Mas eu sei que é um castigo sagrado:
viver mil mortes para contar uma só,
a do próprio autor.

Eu troquei abraços por versos,
amores por metáforas,
e quando olhei em volta,
havia apenas a solidão
me esperando com um cigarro aceso.

O tempo, esse ladrão disfarçado de conselheiro,
levou amigos, amores, promessas,
mas deixou algo que ele não pôde roubar:
a palavra.
E é nela que me escondo,
como um animal ferido que ainda respira.

Porque, no fundo, eu não escrevo para o mundo —
escrevo para não morrer.
Cada vírgula é um fio de ar,
cada verso, um pedido de socorro
travestido de beleza.

Hoje, quando leio o que fui,
vejo um homem despedaçado,
mas real — e talvez isso baste.
Talvez o erro, o vício, o abandono,
sejam apenas molduras do quadro maior:
a tentativa sincera de permanecer humano.

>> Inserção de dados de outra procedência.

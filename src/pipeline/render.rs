//! PDF rasterisation: decode a document and render pages to JPEG via pdfium.
//!
//! ## Why spawn_blocking?
//!
//! The `pdfium-render` crate wraps the pdfium C++ library, which is
//! CPU-bound and not async-aware. `tokio::task::spawn_blocking` moves decode
//! and render work off the async worker threads so the caller's event loop
//! never stalls.
//!
//! ## Serial pages
//!
//! Pages are rendered strictly one after another. The blocking task hands
//! each finished page to a channel of capacity 1, so page N+1 is not started
//! until page N has been produced, and the task stops as soon as the
//! consumer goes away or the [`CancelToken`] fires.

use crate::config::{FlipbookConfig, PageSelection};
use crate::error::RenderError;
use crate::pipeline::encode::{self, JPEG_MIME};
use crate::pipeline::input::{self, PdfSource};
use crate::pipeline::layout::PageSize;
use crate::pipeline::worker::RenderWorker;
use crate::progress::{NoopProgressCallback, ProgressCallback};
use crate::stream::{CancelToken, PageStream, RenderedPage};
use async_trait::async_trait;
use pdfium_render::prelude::*;
use std::sync::Arc;
use tokio::sync::mpsc;
use tokio_stream::wrappers::ReceiverStream;
use tracing::{debug, info, warn};

/// What a decoded document looks like before any page is rendered.
#[derive(Debug, Clone, Copy, PartialEq)]
pub struct DocumentInfo {
    pub page_count: usize,
    /// Size of page 1 at unit scale; `None` for an empty document.
    pub first_page: Option<PageSize>,
}

/// Which pages to render and how.
#[derive(Debug, Clone, PartialEq)]
pub struct RenderRequest {
    pub pages: PageSelection,
    /// Multiplier applied to the page's point size.
    pub scale: f32,
    /// JPEG quality, 1–100.
    pub quality: u8,
}

/// Turns a PDF source into page images.
///
/// The pdfium-backed implementation is [`PdfiumRasterizer`]; tests and
/// alternative back ends provide their own.
#[async_trait]
pub trait Rasterizer: Send + Sync {
    /// Resolve a source into the form this rasteriser reads fastest.
    ///
    /// Callers that inspect and then render the same document call this
    /// once so a URL is not fetched twice. The default keeps the source.
    async fn load(&self, source: PdfSource) -> Result<PdfSource, RenderError> {
        Ok(source)
    }

    /// Decode the document and report its page count and first-page size.
    async fn inspect(&self, source: &PdfSource) -> Result<DocumentInfo, RenderError>;

    /// Render the selected pages in order.
    async fn render(
        &self,
        source: &PdfSource,
        request: RenderRequest,
        cancel: CancelToken,
    ) -> Result<PageStream, RenderError>;
}

/// [`Rasterizer`] backed by the shared pdfium [`RenderWorker`].
pub struct PdfiumRasterizer {
    worker: &'static RenderWorker,
    download_timeout_secs: u64,
    progress: ProgressCallback,
}

impl PdfiumRasterizer {
    /// Create a rasteriser, binding the decode worker if this is the first use.
    pub fn new(download_timeout_secs: u64) -> Result<Self, RenderError> {
        Ok(Self {
            worker: RenderWorker::init()?,
            download_timeout_secs,
            progress: Arc::new(NoopProgressCallback),
        })
    }

    /// Create a rasteriser using the timeout and progress callback in `config`.
    pub fn from_config(config: &FlipbookConfig) -> Result<Self, RenderError> {
        let rasterizer = Self::new(config.download_timeout_secs)?;
        Ok(match &config.progress_callback {
            Some(cb) => rasterizer.with_progress(Arc::clone(cb)),
            None => rasterizer,
        })
    }

    pub fn with_progress(mut self, progress: ProgressCallback) -> Self {
        self.progress = progress;
        self
    }

    async fn bytes_of(&self, source: &PdfSource) -> Result<Vec<u8>, RenderError> {
        input::load_bytes(source.clone(), self.download_timeout_secs).await
    }
}

#[async_trait]
impl Rasterizer for PdfiumRasterizer {
    async fn load(&self, source: PdfSource) -> Result<PdfSource, RenderError> {
        match source {
            PdfSource::Bytes(_) => Ok(source),
            other => self.bytes_of(&other).await.map(PdfSource::Bytes),
        }
    }

    async fn inspect(&self, source: &PdfSource) -> Result<DocumentInfo, RenderError> {
        let bytes = self.bytes_of(source).await?;
        let worker = self.worker;
        tokio::task::spawn_blocking(move || inspect_blocking(worker.pdfium(), bytes))
            .await
            .map_err(|e| RenderError::Internal(format!("Inspect task panicked: {e}")))?
    }

    async fn render(
        &self,
        source: &PdfSource,
        request: RenderRequest,
        cancel: CancelToken,
    ) -> Result<PageStream, RenderError> {
        let bytes = self.bytes_of(source).await?;
        let worker = self.worker;
        let progress = Arc::clone(&self.progress);

        Ok(spawn_page_stream(move |tx| {
            render_blocking(worker.pdfium(), bytes, &request, &cancel, tx, progress.as_ref())
        }))
    }
}

/// Run `produce` on a blocking thread and stream what it sends.
///
/// If `produce` panics the stream ends with [`RenderError::Internal`]
/// instead of just stopping, so a truncated deck never looks complete.
pub(crate) fn spawn_page_stream<F>(produce: F) -> PageStream
where
    F: FnOnce(&mpsc::Sender<Result<RenderedPage, RenderError>>) + Send + 'static,
{
    let (tx, rx) = mpsc::channel(1);
    let panic_tx = tx.clone();

    let handle = tokio::task::spawn_blocking(move || produce(&tx));
    tokio::spawn(async move {
        if let Err(e) = handle.await {
            warn!("Render task failed: {}", e);
            let _ = panic_tx
                .send(Err(RenderError::Internal(format!("Render task failed: {e}"))))
                .await;
        }
    });

    Box::pin(ReceiverStream::new(rx))
}

/// Blocking implementation of [`Rasterizer::inspect`].
fn inspect_blocking(pdfium: &Pdfium, bytes: Vec<u8>) -> Result<DocumentInfo, RenderError> {
    let document = pdfium
        .load_pdf_from_byte_vec(bytes, None)
        .map_err(|e| RenderError::DecodeFailed(format!("{e:?}")))?;

    let pages = document.pages();
    let page_count = pages.len() as usize;
    let first_page = if page_count > 0 {
        let page = pages
            .get(0)
            .map_err(|e| RenderError::DecodeFailed(format!("{e:?}")))?;
        Some(PageSize::new(page.width().value, page.height().value))
    } else {
        None
    };

    info!("PDF decoded: {} pages", page_count);
    Ok(DocumentInfo {
        page_count,
        first_page,
    })
}

/// Blocking render loop. Sends each page as soon as it is encoded.
fn render_blocking(
    pdfium: &Pdfium,
    bytes: Vec<u8>,
    request: &RenderRequest,
    cancel: &CancelToken,
    tx: &mpsc::Sender<Result<RenderedPage, RenderError>>,
    progress: &dyn crate::progress::RenderProgressCallback,
) {
    let document = match pdfium.load_pdf_from_byte_vec(bytes, None) {
        Ok(doc) => doc,
        Err(e) => {
            let _ = tx.blocking_send(Err(RenderError::DecodeFailed(format!("{e:?}"))));
            progress.on_render_complete(0, 0);
            return;
        }
    };

    let pages = document.pages();
    let total_pages = pages.len() as usize;
    let indices = request.pages.to_indices(total_pages);
    if indices.is_empty() {
        let _ = tx.blocking_send(Err(RenderError::EmptyDocument));
        progress.on_render_complete(0, 0);
        return;
    }

    let selected = indices.len();
    progress.on_render_start(selected);

    let render_config = PdfRenderConfig::new().scale_page_by_factor(request.scale);
    let mut rendered = 0usize;

    for idx in indices {
        let page_num = idx + 1;

        if cancel.is_cancelled() {
            debug!("Render cancelled before page {}", page_num);
            let _ = tx.blocking_send(Err(RenderError::Cancelled { rendered }));
            break;
        }
        if tx.is_closed() {
            debug!("Page consumer dropped before page {}; stopping", page_num);
            break;
        }

        match render_one(&pages, idx, &render_config, request.quality) {
            Ok(page) => {
                let len = page.data.len();
                if tx.blocking_send(Ok(page)).is_err() {
                    debug!("Page consumer dropped after page {}; stopping", page_num);
                    break;
                }
                rendered += 1;
                progress.on_page_rendered(page_num, selected, len);
            }
            Err(e) => {
                warn!("Page {} failed: {}", page_num, e);
                progress.on_page_error(page_num, selected, &e.to_string());
                let _ = tx.blocking_send(Err(e));
                break;
            }
        }
    }

    progress.on_render_complete(selected, rendered);
}

/// Rasterise and encode a single page.
fn render_one(
    pages: &PdfPages,
    idx: usize,
    render_config: &PdfRenderConfig,
    quality: u8,
) -> Result<RenderedPage, RenderError> {
    let page_num = idx + 1;

    let page = pages
        .get(idx as u16)
        .map_err(|e| RenderError::SurfaceFailed {
            page: page_num,
            detail: format!("{e:?}"),
        })?;

    let bitmap = page
        .render_with_config(render_config)
        .map_err(|e| RenderError::SurfaceFailed {
            page: page_num,
            detail: format!("{e:?}"),
        })?;

    let image = bitmap.as_image();
    let data = encode::encode_jpeg(&image, quality).map_err(|e| RenderError::EncodeFailed {
        page: page_num,
        detail: e.to_string(),
    })?;

    debug!(
        "Rendered page {} → {}x{} px, {} bytes",
        page_num,
        image.width(),
        image.height(),
        data.len()
    );

    Ok(RenderedPage {
        page_number: page_num,
        width: image.width(),
        height: image.height(),
        mime_type: JPEG_MIME.to_string(),
        data,
    })
}
//! PDF sources: a remote URL, an in-memory buffer, or a local file.
//!
//! pdfium decodes from a byte buffer, so every source is normalised to
//! `Vec<u8>` before it reaches the decode worker. The `%PDF` magic bytes are
//! checked up front so a wrong upload fails with [`RenderError::NotAPdf`]
//! instead of an opaque pdfium error.

use crate::error::RenderError;
use std::fmt;
use std::path::PathBuf;
use std::time::Duration;
use tracing::{debug, info};

const PDF_MAGIC: &[u8; 4] = b"%PDF";

/// Where to read a PDF from.
#[derive(Clone, PartialEq, Eq)]
pub enum PdfSource {
    /// Public URL, fetched with a GET.
    Url(String),
    /// Bytes already in memory.
    Bytes(Vec<u8>),
    /// A file on the local disk.
    File(PathBuf),
}

impl fmt::Debug for PdfSource {
    fn fmt(&self, f: &mut fmt::Formatter<'_>) -> fmt::Result {
        match self {
            PdfSource::Url(url) => f.debug_tuple("Url").field(url).finish(),
            PdfSource::Bytes(b) => write!(f, "Bytes({} bytes)", b.len()),
            PdfSource::File(p) => f.debug_tuple("File").field(p).finish(),
        }
    }
}

impl PdfSource {
    /// Interpret a user-supplied string: `http(s)://` is a URL, anything else a path.
    pub fn parse(input: &str) -> Self {
        if is_url(input) {
            PdfSource::Url(input.to_string())
        } else {
            PdfSource::File(PathBuf::from(input))
        }
    }

    /// Short description for log lines.
    pub fn describe(&self) -> String {
        match self {
            PdfSource::Url(url) => url.clone(),
            PdfSource::Bytes(b) => format!("<{} bytes>", b.len()),
            PdfSource::File(p) => p.display().to_string(),
        }
    }
}

/// Check if the input string looks like a URL.
pub fn is_url(input: &str) -> bool {
    input.starts_with("http://") || input.starts_with("https://")
}

/// Resolve any source to validated PDF bytes.
pub async fn load_bytes(source: PdfSource, timeout_secs: u64) -> Result<Vec<u8>, RenderError> {
    let bytes = match source {
        PdfSource::Bytes(bytes) => bytes,
        PdfSource::Url(url) => download_url(&url, timeout_secs).await?,
        PdfSource::File(path) => tokio::fs::read(&path)
            .await
            .map_err(|e| RenderError::ReadFailed {
                path: path.display().to_string(),
                reason: e.to_string(),
            })?,
    };
    check_magic(&bytes)?;
    Ok(bytes)
}

/// Reject buffers that do not start with `%PDF`.
pub fn check_magic(bytes: &[u8]) -> Result<(), RenderError> {
    if bytes.len() < PDF_MAGIC.len() || &bytes[..PDF_MAGIC.len()] != PDF_MAGIC {
        return Err(RenderError::NotAPdf {
            magic: bytes.iter().take(4).copied().collect(),
        });
    }
    Ok(())
}

/// Download a URL into memory.
async fn download_url(url: &str, timeout_secs: u64) -> Result<Vec<u8>, RenderError> {
    info!("Downloading PDF from: {}", url);

    let client = reqwest::Client::builder()
        .timeout(Duration::from_secs(timeout_secs))
        .build()
        .map_err(|e| RenderError::DownloadFailed {
            url: url.to_string(),
            reason: e.to_string(),
        })?;

    let response = client.get(url).send().await.map_err(|e| {
        if e.is_timeout() {
            RenderError::DownloadTimeout {
                url: url.to_string(),
                secs: timeout_secs,
            }
        } else {
            RenderError::DownloadFailed {
                url: url.to_string(),
                reason: e.to_string(),
            }
        }
    })?;

    if !response.status().is_success() {
        return Err(RenderError::DownloadFailed {
            url: url.to_string(),
            reason: format!("HTTP {}", response.status()),
        });
    }

    let bytes = response
        .bytes()
        .await
        .map_err(|e| RenderError::DownloadFailed {
            url: url.to_string(),
            reason: e.to_string(),
        })?;

    debug!("Downloaded {} bytes", bytes.len());
    Ok(bytes.to_vec())
}

#[cfg(test)]
mod tests {
    use super::*;

    #[test]
    fn test_is_url() {
        assert!(is_url("https://example.com/doc.pdf"));
        assert!(is_url("http://example.com/doc.pdf"));
        assert!(!is_url("/tmp/doc.pdf"));
        assert!(!is_url("doc.pdf"));
        assert!(!is_url(""));
    }

    #[test]
    fn parse_picks_variant() {
        assert!(matches!(PdfSource::parse("https://x/y.pdf"), PdfSource::Url(_)));
        assert!(matches!(PdfSource::parse("deck.pdf"), PdfSource::File(_)));
    }

    #[test]
    fn magic_check() {
        assert!(check_magic(b"%PDF-1.7\n").is_ok());
        assert!(matches!(
            check_magic(b"PK\x03\x04"),
            Err(RenderError::NotAPdf { .. })
        ));
        assert!(check_magic(b"%P").is_err());
    }

    #[tokio::test]
    async fn bytes_source_is_validated() {
        let err = load_bytes(PdfSource::Bytes(b"hello".to_vec()), 5)
            .await
            .unwrap_err();
        assert!(matches!(err, RenderError::NotAPdf { .. }));

        let ok = load_bytes(PdfSource::Bytes(b"%PDF-1.4 ...".to_vec()), 5)
            .await
            .unwrap();
        assert_eq!(&ok[..4], b"%PDF");
    }

    #[tokio::test]
    async fn missing_file_is_read_error() {
        let err = load_bytes(PdfSource::File("/definitely/not/here.pdf".into()), 5)
            .await
            .unwrap_err();
        assert!(matches!(err, RenderError::ReadFailed { .. }));
    }

    #[tokio::test]
    async fn local_file_is_read_and_checked() {
        let dir = tempfile::tempdir().unwrap();
        let pdf = dir.path().join("deck.pdf");
        std::fs::write(&pdf, b"%PDF-1.7\n%%EOF\n").unwrap();
        let bytes = load_bytes(PdfSource::File(pdf), 5).await.unwrap();
        assert!(bytes.starts_with(b"%PDF"));

        let html = dir.path().join("page.pdf");
        std::fs::write(&html, b"<!doctype html>").unwrap();
        let err = load_bytes(PdfSource::File(html), 5).await.unwrap_err();
        assert!(matches!(err, RenderError::NotAPdf { .. }));
    }
}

E se algum leitor, perdido como eu,
encontrar nas minhas palavras um reflexo —
que saiba:
não é redenção, é resistência.

No fim, escrevo não por glória,
mas por vício —
o mais antigo, o mais incurável de todos.

Escrevo porque não sou capaz de calar.
Porque há um menino dentro de mim
que ainda acredita que a dor pode ser arte,
e que o tempo, se não cura,
pelo menos escreve junto.

E então confesso, sem vergonha, sem disfarce:
sou feito de pó, de pranto e papel.
E se a vida me levou tudo,
deixou-me o bastante —
uma caneta, e a coragem de me despir
em cada palavra.

Que esta poesia sirva de espelho,
não para o que fui,
mas para o que ainda resta de mim.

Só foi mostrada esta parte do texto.